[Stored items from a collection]

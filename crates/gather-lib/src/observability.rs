//! Observability for metric gathering
//!
//! Provides:
//! - Prometheus metrics (gather latency, per-source successes and failures, pod gaps)
//! - Structured JSON logging with tracing

use prometheus::{
    register_histogram, register_int_counter_vec, register_int_gauge, Histogram, IntCounterVec,
    IntGauge,
};
use std::sync::OnceLock;
use tracing::{info, warn};

/// Histogram buckets for gather latency (in seconds)
const LATENCY_BUCKETS: &[f64] = &[
    0.001, 0.005, 0.01, 0.025, 0.05, 0.1, 0.25, 0.5, 1.0, 2.5, 5.0, 10.0,
];

/// Global metrics instance (registered once)
static GLOBAL_METRICS: OnceLock<GatherMetricsInner> = OnceLock::new();

struct GatherMetricsInner {
    gather_latency_seconds: Histogram,
    metrics_gathered: IntCounterVec,
    metric_errors: IntCounterVec,
    pods_missing: IntGauge,
    pods_ignored: IntGauge,
}

impl GatherMetricsInner {
    fn new() -> Self {
        Self {
            gather_latency_seconds: register_histogram!(
                "k8s_gather_latency_seconds",
                "Time spent gathering all metrics of a scale target",
                LATENCY_BUCKETS.to_vec()
            )
            .expect("Failed to register gather_latency_seconds"),

            metrics_gathered: register_int_counter_vec!(
                "k8s_gather_metrics_total",
                "Metric specs gathered successfully",
                &["source"]
            )
            .expect("Failed to register metrics_total"),

            metric_errors: register_int_counter_vec!(
                "k8s_gather_metric_errors_total",
                "Metric specs that failed validation or gathering",
                &["source"]
            )
            .expect("Failed to register metric_errors_total"),

            pods_missing: register_int_gauge!(
                "k8s_gather_pods_missing",
                "Pods without a sample in the last resource or pods metric gathered"
            )
            .expect("Failed to register pods_missing"),

            pods_ignored: register_int_gauge!(
                "k8s_gather_pods_ignored",
                "Pods left out as still initializing in the last resource metric gathered"
            )
            .expect("Failed to register pods_ignored"),
        }
    }
}

/// Handle to the global gather metrics
///
/// Multiple clones share the same underlying metrics.
#[derive(Clone)]
pub struct GatherMetrics {
    inner: &'static GatherMetricsInner,
}

impl Default for GatherMetrics {
    fn default() -> Self {
        Self::new()
    }
}

impl std::fmt::Debug for GatherMetrics {
    fn fmt(&self, f: &mut std::fmt::Formatter<'_>) -> std::fmt::Result {
        f.debug_struct("GatherMetrics").finish_non_exhaustive()
    }
}

impl GatherMetrics {
    /// Create a handle, registering the metrics on first use
    pub fn new() -> Self {
        Self {
            inner: GLOBAL_METRICS.get_or_init(GatherMetricsInner::new),
        }
    }

    pub fn observe_gather_latency(&self, duration_secs: f64) {
        self.inner.gather_latency_seconds.observe(duration_secs);
    }

    pub fn inc_gathered(&self, source: &str) {
        self.inner.metrics_gathered.with_label_values(&[source]).inc();
    }

    pub fn inc_errors(&self, source: &str) {
        self.inner.metric_errors.with_label_values(&[source]).inc();
    }

    pub fn set_pod_gaps(&self, missing: usize, ignored: usize) {
        self.inner.pods_missing.set(missing as i64);
        self.inner.pods_ignored.set(ignored as i64);
    }

    pub fn gathered_count(&self, source: &str) -> u64 {
        self.inner.metrics_gathered.with_label_values(&[source]).get()
    }

    pub fn error_count(&self, source: &str) -> u64 {
        self.inner.metric_errors.with_label_values(&[source]).get()
    }
}

/// Structured logger for gather events
///
/// Emits consistent `event = ...` records for the gather run of one scale target.
#[derive(Clone)]
pub struct StructuredLogger {
    scale_target: String,
}

impl StructuredLogger {
    pub fn new(scale_target: impl Into<String>) -> Self {
        Self {
            scale_target: scale_target.into(),
        }
    }

    pub fn log_startup(&self, version: &str, namespace: &str, specs: usize) {
        info!(
            event = "gather_started",
            scale_target = %self.scale_target,
            version = %version,
            namespace = %namespace,
            specs,
            "Gathering metrics"
        );
    }

    pub fn log_gather_complete(&self, namespace: &str, gathered: usize, total: usize) {
        if gathered < total {
            warn!(
                event = "gather_partial",
                scale_target = %self.scale_target,
                namespace = %namespace,
                gathered,
                total,
                "Some metrics could not be gathered"
            );
        } else {
            info!(
                event = "gather_complete",
                scale_target = %self.scale_target,
                namespace = %namespace,
                gathered,
                total,
                "Gathered metrics"
            );
        }
    }

    pub fn log_gather_failed(&self, namespace: &str, error: &str) {
        warn!(
            event = "gather_failed",
            scale_target = %self.scale_target,
            namespace = %namespace,
            error = %error,
            "Metric gathering failed"
        );
    }
}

(Requirement)
Output each entry precisely as given.

(Response to this task)
filename crates/gather-lib/src/observability.rs
//! Observability for metric gathering
//!
//! Provides:
//! - Prometheus metrics (gather latency, per-source successes and failures, pod gaps)
//! - Structured JSON logging with tracing

use prometheus::{
    register_histogram, register_int_counter_vec, register_int_gauge, Histogram, IntCounterVec,
    IntGauge,
};
use std::sync::OnceLock;
use tracing::{info, warn};

/// Histogram buckets for gather latency (in seconds)
const LATENCY_BUCKETS: &[f64] = &[
    0.001, 0.005, 0.01, 0.025, 0.05, 0.1, 0.25, 0.5, 1.0, 2.5, 5.0, 10.0,
];

/// Global metrics instance (registered once)
static GLOBAL_METRICS: OnceLock<GatherMetricsInner> = OnceLock::new();

struct GatherMetricsInner {
    gather_latency_seconds: Histogram,
    metrics_gathered: IntCounterVec,
    metric_errors: IntCounterVec,
    pods_missing: IntGauge,
    pods_ignored: IntGauge,
}

impl GatherMetricsInner {
    fn new() -> Self {
        Self {
            gather_latency_seconds: register_histogram!(
                "k8s_gather_latency_seconds",
                "Time spent gathering all metrics of a scale target",
                LATENCY_BUCKETS.to_vec()
            )
            .expect("Failed to register gather_latency_seconds"),

            metrics_gathered: register_int_counter_vec!(
                "k8s_gather_metrics_total",
                "Metric specs gathered successfully",
                &["source"]
            )
            .expect("Failed to register metrics_total"),

            metric_errors: register_int_counter_vec!(
                "k8s_gather_metric_errors_total",
                "Metric specs that failed validation or gathering",
                &["source"]
            )
            .expect("Failed to register metric_errors_total"),

            pods_missing: register_int_gauge!(
                "k8s_gather_pods_missing",
                "Pods without a sample in the last resource or pods metric gathered"
            )
            .expect("Failed to register pods_missing"),

            pods_ignored: register_int_gauge!(
                "k8s_gather_pods_ignored",
                "Pods left out as still initializing in the last resource metric gathered"
            )
            .expect("Failed to register pods_ignored"),
        }
    }
}

/// Handle to the global gather metrics
///
/// Multiple clones share the same underlying metrics.
#[derive(Clone)]
pub struct GatherMetrics {
    inner: &'static GatherMetricsInner,
}

impl Default for GatherMetrics {
    fn default() -> Self {
        Self::new()
    }
}

impl std::fmt::Debug for GatherMetrics {
    fn fmt(&self, f: &mut std::fmt::Formatter<'_>) -> std::fmt::Result {
        f.debug_struct("GatherMetrics").finish_non_exhaustive()
    }
}

impl GatherMetrics {
    /// Create a handle, registering the metrics on first use
    pub fn new() -> Self {
        Self {
            inner: GLOBAL_METRICS.get_or_init(GatherMetricsInner::new),
        }
    }

    pub fn observe_gather_latency(&self, duration_secs: f64) {
        self.inner.gather_latency_seconds.observe(duration_secs);
    }

    pub fn inc_gathered(&self, source: &str) {
        self.inner.metrics_gathered.with_label_values(&[source]).inc();
    }

    pub fn inc_errors(&self, source: &str) {
        self.inner.metric_errors.with_label_values(&[source]).inc();
    }

    pub fn set_pod_gaps(&self, missing: usize, ignored: usize) {
        self.inner.pods_missing.set(missing as i64);
        self.inner.pods_ignored.set(ignored as i64);
    }

    pub fn gathered_count(&self, source: &str) -> u64 {
        self.inner.metrics_gathered.with_label_values(&[source]).get()
    }

    pub fn error_count(&self, source: &str) -> u64 {
        self.inner.metric_errors.with_label_values(&[source]).get()
    }
}

/// Structured logger for gather events
///
/// Emits consistent `event = ...` records for the gather run of one scale target.
#[derive(Clone)]
pub struct StructuredLogger {
    scale_target: String,
}

impl StructuredLogger {
    pub fn new(scale_target: impl Into<String>) -> Self {
        Self {
            scale_target: scale_target.into(),
        }
    }

    pub fn log_startup(&self, version: &str, namespace: &str, specs: usize) {
        info!(
            event = "gather_started",
            scale_target = %self.scale_target,
            version = %version,
            namespace = %namespace,
            specs,
            "Gathering metrics"
        );
    }

    pub fn log_gather_complete(&self, namespace: &str, gathered: usize, total: usize) {
        if gathered < total {
            warn!(
                event = "gather_partial",
                scale_target = %self.scale_target,
                namespace = %namespace,
                gathered,
                total,
                "Some metrics could not be gathered"
            );
        } else {
            info!(
                event = "gather_complete",
                scale_target = %self.scale_target,
                namespace = %namespace,
                gathered,
                total,
                "Gathered metrics"
            );
        }
    }

    pub fn log_gather_failed(&self, namespace: &str, error: &str) {
        warn!(
            event = "gather_failed",
            scale_target = %self.scale_target,
            namespace = %namespace,
            error = %error,
            "Metric gathering failed"
        );
    }
}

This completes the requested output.